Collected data
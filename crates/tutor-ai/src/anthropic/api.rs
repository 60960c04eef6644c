//! AiClient trait implementation for AnthropicClient.

use async_trait::async_trait;
use tracing::debug;

use crate::{http, AiClient, AiError, AiResponse, Turn};

use super::client::{AnthropicClient, ANTHROPIC_VERSION};

#[async_trait]
impl AiClient for AnthropicClient {
    async fn send_turn(
        &self,
        instruction: &str,
        transcript: &[Turn],
    ) -> Result<AiResponse, AiError> {
        let body = self.build_request_body(instruction, transcript);

        debug!(model = %self.config.model, turns = transcript.len(), "Anthropic API request");

        let response = self
            .http
            .post(&self.config.base_url)
            .header("x-api-key", &self.config.api_key)
            .header("anthropic-version", ANTHROPIC_VERSION)
            .header("content-type", "application/json")
            .json(&body)
            .send()
            .await
            .map_err(http::transport_error)?;

        let response = http::check_status(response).await?;
        let json = http::read_json(response).await?;

        self.parse_response(json)
    }
}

[Work to be completed] Go through the lines above and copy any that contain "json".

[Solved exercise]
            .header("content-type", "application/json")
            .json(&body)
        let json = http::read_json(response).await?;
        self.parse_response(json)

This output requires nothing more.